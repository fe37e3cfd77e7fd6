// Dependency injection container

use crate::error::Error;
use parking_lot::RwLock;
use std::any::{Any, TypeId, type_name};
use std::collections::HashMap;
use std::sync::Arc;
use tracing::{debug, trace};

/// The dependency injection container.
///
/// Holds the singleton collaborators concrete service implementations are
/// built from at startup (stores, caches, configuration). Platform-specific
/// service instances themselves live in the
/// [`ContractRegistry`](crate::ContractRegistry), keyed by version and
/// platform; the container is for the dependencies beneath them.
#[derive(Clone, Default)]
pub struct Container {
    providers: Arc<RwLock<HashMap<TypeId, Arc<dyn Any + Send + Sync>>>>,
}

impl Container {
    pub fn new() -> Self {
        debug!("Creating new DI container");
        Self::default()
    }

    /// Register a provider instance
    pub fn register<T: Send + Sync + 'static>(&self, instance: T) {
        trace!(provider = type_name::<T>(), "Registering provider");
        self.providers
            .write()
            .insert(TypeId::of::<T>(), Arc::new(instance));
        debug!(provider = type_name::<T>(), "Provider registered");
    }

    /// Resolve a provider by type
    pub fn resolve<T: Send + Sync + 'static>(&self) -> Result<Arc<T>, Error> {
        let result = self
            .providers
            .read()
            .get(&TypeId::of::<T>())
            .and_then(|any| any.clone().downcast::<T>().ok())
            .ok_or_else(|| Error::ProviderNotFound(type_name::<T>().to_string()));

        match &result {
            Ok(_) => trace!(provider = type_name::<T>(), "Provider resolved"),
            Err(_) => debug!(provider = type_name::<T>(), "Provider not found"),
        }
        result
    }

    /// Check if a provider is registered
    pub fn has<T: Send + Sync + 'static>(&self) -> bool {
        self.providers.read().contains_key(&TypeId::of::<T>())
    }

    /// Clear all providers
    pub fn clear(&self) {
        let mut providers = self.providers.write();
        let count = providers.len();
        providers.clear();
        debug!(provider_count = count, "Cleared DI container");
    }
}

▶ _Task_
A word-for-word copy of the full listing is required.

▶ _Reply_
repository fe37e3cfd77e7fd6
// Dependency injection container

use crate::error::Error;
use parking_lot::RwLock;
use std::any::{Any, TypeId, type_name};
use std::collections::HashMap;
use std::sync::Arc;
use tracing::{debug, trace};

/// The dependency injection container.
///
/// Holds the singleton collaborators concrete service implementations are
/// built from at startup (stores, caches, configuration). Platform-specific
/// service instances themselves live in the
/// [`ContractRegistry`](crate::ContractRegistry), keyed by version and
/// platform; the container is for the dependencies beneath them.
#[derive(Clone, Default)]
pub struct Container {
    providers: Arc<RwLock<HashMap<TypeId, Arc<dyn Any + Send + Sync>>>>,
}

impl Container {
    pub fn new() -> Self {
        debug!("Creating new DI container");
        Self::default()
    }

    /// Register a provider instance
    pub fn register<T: Send + Sync + 'static>(&self, instance: T) {
        trace!(provider = type_name::<T>(), "Registering provider");
        self.providers
            .write()
            .insert(TypeId::of::<T>(), Arc::new(instance));
        debug!(provider = type_name::<T>(), "Provider registered");
    }

    /// Resolve a provider by type
    pub fn resolve<T: Send + Sync + 'static>(&self) -> Result<Arc<T>, Error> {
        let result = self
            .providers
            .read()
            .get(&TypeId::of::<T>())
            .and_then(|any| any.clone().downcast::<T>().ok())
            .ok_or_else(|| Error::ProviderNotFound(type_name::<T>().to_string()));

        match &result {
            Ok(_) => trace!(provider = type_name::<T>(), "Provider resolved"),
            Err(_) => debug!(provider = type_name::<T>(), "Provider not found"),
        }
        result
    }

    /// Check if a provider is registered
    pub fn has<T: Send + Sync + 'static>(&self) -> bool {
        self.providers.read().contains_key(&TypeId::of::<T>())
    }

    /// Clear all providers
    pub fn clear(&self) {
        let mut providers = self.providers.write();
        let count = providers.len();
        providers.clear();
        debug!(provider_count = count, "Cleared DI container");
    }
}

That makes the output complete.